データからアクションに到る間には、レポートや解析、意思決定といった工程がある。これらの工程が1つでも抜け落ちてしまうと、ドミノの牌を引き抜いたときと同じように、流れがそこでストップしてしまうというのだ。
その他に於保氏は、次のような要因も考えられると語った。

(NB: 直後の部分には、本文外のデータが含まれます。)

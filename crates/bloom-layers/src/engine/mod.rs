// Copyright 2025 Chris Custine
//
// Licensed under the Apache License, Version 2.0 (the "License");
// you may not use this file except in compliance with the License.
// You may obtain a copy of the License at
//
//     http://www.apache.org/licenses/LICENSE-2.0
//
// Unless required by applicable law or agreed to in writing, software
// distributed under the License is distributed on an "AS IS" BASIS,
// WITHOUT WARRANTIES OR CONDITIONS OF ANY KIND, either express or implied.
// See the License for the specific language governing permissions and
// limitations under the License.

//! Layer engine and viewport controller.
//!
//! The engine owns the map surface for the lifetime of a screen and reacts to
//! its two inputs independently: a new layer selection swaps the tile layer
//! and rebuilds the overlay, a new interactivity flag toggles the pointer
//! handlers. Updates that arrive while the surface is missing or not ready
//! are remembered and applied on the next call once it is.

use std::time::{Duration, Instant};

use log::{debug, info};

use crate::layer::{LayerSelection, TileSource};
use crate::overlay::{resolve_overlay, OverlayMarker};
use crate::surface::{Interaction, MapSurface};

/// Delay before the one-shot re-layout pass after mounting.
pub const DEFAULT_RELAYOUT_DELAY: Duration = Duration::from_millis(100);

/// Inputs supplied by the hosting screen.
#[derive(Debug, Clone)]
pub struct EngineConfig {
    /// Active layer labels.
    pub layers: LayerSelection,
    /// Enable pan, scroll zoom and double-click zoom.
    pub interactive: bool,
    /// Delay before the post-mount re-layout.
    pub relayout_delay: Duration,
}

impl Default for EngineConfig {
    fn default() -> Self {
        Self {
            layers: LayerSelection::new(),
            interactive: false,
            relayout_delay: DEFAULT_RELAYOUT_DELAY,
        }
    }
}

/// Visual state derived from the engine inputs.
#[derive(Debug, Clone, PartialEq)]
pub struct RenderState {
    pub tile_source: TileSource,
    pub overlay: &'static [OverlayMarker],
    pub interaction: Interaction,
}

/// Drives a [`MapSurface`] from a layer selection and an interactivity flag.
#[derive(Debug)]
pub struct LayerEngine<S> {
    surface: Option<S>,
    layers: LayerSelection,
    interactive: bool,
    relayout_delay: Duration,
    relayout_at: Option<Instant>,
    layers_pending: bool,
    interaction_pending: bool,
}

impl<S: MapSurface> LayerEngine<S> {
    /// Create an engine with no surface mounted yet.
    #[must_use]
    pub fn new(config: EngineConfig) -> Self {
        Self {
            surface: None,
            layers: config.layers,
            interactive: config.interactive,
            relayout_delay: config.relayout_delay,
            relayout_at: None,
            layers_pending: true,
            interaction_pending: true,
        }
    }

    /// Hand the engine its surface.
    ///
    /// A surface is mounted once per screen; later calls are ignored and
    /// return `false`. The current state is applied right away if the surface
    /// is ready, and a single re-layout is scheduled after the configured
    /// delay.
    pub fn mount(&mut self, surface: S, now: Instant) -> bool {
        if self.surface.is_some() {
            debug!("Map surface already mounted, ignoring");
            return false;
        }

        self.surface = Some(surface);
        self.layers_pending = true;
        self.interaction_pending = true;
        self.relayout_at = Some(now + self.relayout_delay);
        self.flush();

        info!(
            "Map surface mounted ({} layer(s), interactive: {})",
            self.layers.len(),
            self.interactive
        );
        true
    }

    #[must_use]
    pub fn is_mounted(&self) -> bool {
        self.surface.is_some()
    }

    #[must_use]
    pub fn surface(&self) -> Option<&S> {
        self.surface.as_ref()
    }

    pub fn surface_mut(&mut self) -> Option<&mut S> {
        self.surface.as_mut()
    }

    #[must_use]
    pub fn layers(&self) -> &LayerSelection {
        &self.layers
    }

    #[must_use]
    pub fn is_interactive(&self) -> bool {
        self.interactive
    }

    #[must_use]
    pub fn tile_source(&self) -> TileSource {
        self.layers.tile_source()
    }

    #[must_use]
    pub fn overlay(&self) -> &'static [OverlayMarker] {
        resolve_overlay(self.layers.labels())
    }

    /// Everything the surface should currently show.
    #[must_use]
    pub fn render_state(&self) -> RenderState {
        RenderState {
            tile_source: self.tile_source(),
            overlay: self.overlay(),
            interaction: Interaction::from_enabled(self.interactive),
        }
    }

    /// Replace the layer selection and re-derive tiles and overlay.
    pub fn set_layers(&mut self, layers: LayerSelection) {
        self.layers = layers;
        self.layers_pending = true;
        self.flush();
    }

    /// Toggle a single label and re-derive tiles and overlay.
    ///
    /// Returns whether the label is active afterwards.
    pub fn toggle_layer(&mut self, label: &str) -> bool {
        let active = self.layers.toggle(label);
        self.layers_pending = true;
        self.flush();
        active
    }

    /// Enable or disable pan, scroll zoom and double-click zoom together.
    pub fn set_interactive(&mut self, enabled: bool) {
        self.interactive = enabled;
        self.interaction_pending = true;
        self.flush();
    }

    pub fn zoom_in(&mut self) {
        self.flush();
        let Some(surface) = self.ready_surface() else {
            debug!("Zoom in ignored: map surface unavailable");
            return;
        };
        if let Err(e) = surface.zoom_in() {
            debug!("Zoom in ignored: {e}");
        }
    }

    pub fn zoom_out(&mut self) {
        self.flush();
        let Some(surface) = self.ready_surface() else {
            debug!("Zoom out ignored: map surface unavailable");
            return;
        };
        if let Err(e) = surface.zoom_out() {
            debug!("Zoom out ignored: {e}");
        }
    }

    /// Run deferred work that is due: pending updates and the one-shot
    /// re-layout.
    pub fn poll(&mut self, now: Instant) {
        self.flush();

        let Some(due) = self.relayout_at else {
            return;
        };
        if now < due {
            return;
        }

        self.relayout_at = None;
        if let Some(surface) = self.ready_surface() {
            surface.invalidate_size();
            debug!("Deferred map re-layout done");
        }
    }

    /// When the host should call [`poll`](Self::poll) next.
    #[must_use]
    pub fn next_deadline(&self) -> Option<Instant> {
        self.relayout_at
    }

    fn ready_surface(&mut self) -> Option<&mut S> {
        self.surface.as_mut().filter(|surface| surface.is_ready())
    }

    fn flush(&mut self) {
        if !self.layers_pending && !self.interaction_pending {
            return;
        }
        let Some(surface) = self.surface.as_mut() else {
            return;
        };
        if !surface.is_ready() {
            return;
        }

        if self.layers_pending {
            apply_layers(surface, &self.layers);
            self.layers_pending = false;
        }
        if self.interaction_pending {
            surface.set_interaction(Interaction::from_enabled(self.interactive));
            self.interaction_pending = false;
        }
    }
}

/// Swap the tile layer and replace (never append to) the overlay.
fn apply_layers<S: MapSurface>(surface: &mut S, layers: &LayerSelection) {
    let tile_source = layers.tile_source();
    surface.set_tile_layer(tile_source.provider());

    surface.clear_shapes();
    let markers = resolve_overlay(layers.labels());
    for marker in markers {
        for shape in marker.shapes() {
            surface.add_shape(shape);
        }
    }

    debug!(
        "Applied layers {:?}: {} tiles, {} overlay marker(s)",
        layers.labels(),
        tile_source,
        markers.len()
    );
}

#[cfg(test)]
mod tests {
    use super::*;
    use crate::layer::{CARTO_DARK, ESRI_WORLD_IMAGERY};
    use crate::surface::{HeadlessSurface, SurfaceOptions};

    fn engine(labels: &[&str], interactive: bool) -> LayerEngine<HeadlessSurface> {
        LayerEngine::new(EngineConfig {
            layers: labels.iter().copied().collect(),
            interactive,
            ..Default::default()
        })
    }

    fn mounted(labels: &[&str], interactive: bool) -> (LayerEngine<HeadlessSurface>, Instant) {
        let mut engine = engine(labels, interactive);
        let now = Instant::now();
        assert!(engine.mount(HeadlessSurface::new(SurfaceOptions::default()), now));
        (engine, now)
    }

    fn surface(engine: &LayerEngine<HeadlessSurface>) -> &HeadlessSurface {
        engine.surface().unwrap()
    }

    #[test]
    fn test_dashboard_scenario() {
        let (engine, _) = mounted(&["Sentinel-2 RGB", "NDVI Heatmap"], true);

        assert_eq!(engine.tile_source(), TileSource::Satellite);
        assert_eq!(engine.overlay().len(), 7);

        let surface = surface(&engine);
        assert_eq!(surface.tile_layer(), Some(&ESRI_WORLD_IMAGERY));
        assert_eq!(surface.shapes().len(), 14);
        assert_eq!(surface.interaction(), Interaction::ENABLED);
    }

    #[test]
    fn test_radar_scenario() {
        let (engine, _) = mounted(&["SAR (Radar)"], false);

        assert_eq!(engine.tile_source(), TileSource::DarkBasemap);
        assert!(engine.overlay().is_empty());

        let surface = surface(&engine);
        assert_eq!(surface.tile_layer(), Some(&CARTO_DARK));
        assert!(surface.shapes().is_empty());
        assert_eq!(surface.interaction(), Interaction::LOCKED);
    }

    #[test]
    fn test_overlay_is_replaced_not_appended() {
        let (mut engine, _) = mounted(&["Mask"], false);
        assert_eq!(surface(&engine).shapes().len(), 14);

        engine.set_layers(LayerSelection::new());
        assert!(surface(&engine).shapes().is_empty());

        // Re-applying the same selection never accumulates shapes
        engine.set_layers(["U-Net Mask (AI)"].into_iter().collect());
        engine.set_layers(["U-Net Mask (AI)"].into_iter().collect());
        assert_eq!(surface(&engine).shapes().len(), 14);
    }

    #[test]
    fn test_interactive_toggle_ends_locked() {
        let (mut engine, _) = mounted(&[], false);

        engine.set_interactive(true);
        assert_eq!(surface(&engine).interaction(), Interaction::ENABLED);
        engine.set_interactive(true);
        engine.set_interactive(false);
        assert_eq!(surface(&engine).interaction(), Interaction::LOCKED);
    }

    #[test]
    fn test_dimensions_are_orthogonal() {
        let (mut engine, _) = mounted(&["Landsat 8"], true);

        engine.set_layers(["SAR (Radar)"].into_iter().collect());
        assert_eq!(surface(&engine).interaction(), Interaction::ENABLED);

        engine.set_interactive(false);
        assert_eq!(surface(&engine).tile_layer(), Some(&CARTO_DARK));
        assert!(surface(&engine).shapes().is_empty());
    }

    #[test]
    fn test_toggle_layer() {
        let (mut engine, _) = mounted(&["Sentinel-2 RGB"], true);

        assert!(engine.toggle_layer("U-Net Mask (AI)"));
        assert_eq!(surface(&engine).shapes().len(), 14);

        assert!(!engine.toggle_layer("Sentinel-2 RGB"));
        assert_eq!(surface(&engine).tile_layer(), Some(&CARTO_DARK));
    }

    #[test]
    fn test_deferred_relayout_fires_once() {
        let (mut engine, now) = mounted(&[], false);
        assert_eq!(engine.next_deadline(), Some(now + DEFAULT_RELAYOUT_DELAY));

        engine.poll(now + Duration::from_millis(50));
        assert_eq!(surface(&engine).invalidations(), 0);

        engine.poll(now + Duration::from_millis(100));
        assert_eq!(surface(&engine).invalidations(), 1);
        assert_eq!(engine.next_deadline(), None);

        engine.poll(now + Duration::from_secs(5));
        assert_eq!(surface(&engine).invalidations(), 1);
    }

    #[test]
    fn test_mount_only_once() {
        let (mut engine, now) = mounted(&["Sentinel-2 RGB"], false);
        let mut other = HeadlessSurface::new(SurfaceOptions::default());
        other.set_ready(false);

        assert!(!engine.mount(other, now));
        assert!(surface(&engine).is_ready());
    }

    #[test]
    fn test_unmounted_operations_are_noops() {
        let mut engine = engine(&["Sentinel-2 RGB"], true);

        engine.zoom_in();
        engine.zoom_out();
        engine.set_interactive(false);
        engine.set_layers(["NDVI Heatmap"].into_iter().collect());
        engine.poll(Instant::now());

        assert!(!engine.is_mounted());
        assert_eq!(engine.tile_source(), TileSource::DarkBasemap);
        assert_eq!(engine.overlay().len(), 7);
    }

    #[test]
    fn test_updates_flush_once_surface_is_ready() {
        let mut engine = engine(&["Sentinel-2 RGB"], false);
        let now = Instant::now();
        engine.mount(HeadlessSurface::not_ready(SurfaceOptions::default()), now);

        engine.set_layers(["NDVI Heatmap"].into_iter().collect());
        engine.set_interactive(true);
        assert_eq!(surface(&engine).tile_layer(), None);
        assert!(surface(&engine).shapes().is_empty());

        engine.surface_mut().unwrap().set_ready(true);
        engine.poll(now);

        let surface = surface(&engine);
        assert_eq!(surface.tile_layer(), Some(&CARTO_DARK));
        assert_eq!(surface.shapes().len(), 14);
        assert_eq!(surface.interaction(), Interaction::ENABLED);
    }

    #[test]
    fn test_zoom_steps_and_bounds() {
        let (mut engine, _) = mounted(&[], true);
        assert_eq!(surface(&engine).zoom(), 3.0);

        engine.zoom_in();
        assert_eq!(surface(&engine).zoom(), 4.0);

        engine.zoom_out();
        engine.zoom_out();
        assert_eq!(surface(&engine).zoom(), 2.0);

        // Minimum zoom is 2, further steps are swallowed
        engine.zoom_out();
        assert_eq!(surface(&engine).zoom(), 2.0);
    }

    #[test]
    fn test_render_state() {
        let engine = engine(&["Sentinel-2 RGB", "NDVI Heatmap"], true);
        let state = engine.render_state();
        assert_eq!(state.tile_source, TileSource::Satellite);
        assert_eq!(state.overlay.len(), 7);
        assert_eq!(state.interaction, Interaction::ENABLED);
    }
}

症候群に直面しているWeb担当者やその予備軍とも言える担当者は、いくつかの項目で思い当たる節があるかもしれない。
- 解析の目的が明確になっていない
- KPI/分析要件が定まっていない
- ツールへのカスタマイズ設定が不十分である
- レポーティングのスキルが不足している
- 適切な考察/改善案が浮かばない
- 社内外へのアプローチが不足している
- 検証しても、結果を見ただけになっている
- 組織で取り組みができてない(浸透しない)
- 解析に関して停滞してしまっている(データ活用によるPDCA推進の意識が弱い)
データを見て改善を続けることがサイトの価値を高める
於保氏はこのように症候群の要因を説明したあと、状況を打破し、データからアクションにつなげるための9つのメソッドを披露した。それぞれのメソッドの要点を紹介していきたい。
1.解析の目的を明確化する。
Web解析の目的は、Webマーケティングの目標達成に向けた施策の最適化を図ることにある。於保氏は、ここでいう最適化とは「環境、リソース、スキルなど限られた条件のなかで、最適な方法でビジネス要件を達成すること
」であり、あるいは「レバレッジを効かせ、最少の労力で最大の効果を発揮すること
」だと補足した。このような最適化を行うためには、問題点に対処し、評価できる点を伸ばしていく必要がある。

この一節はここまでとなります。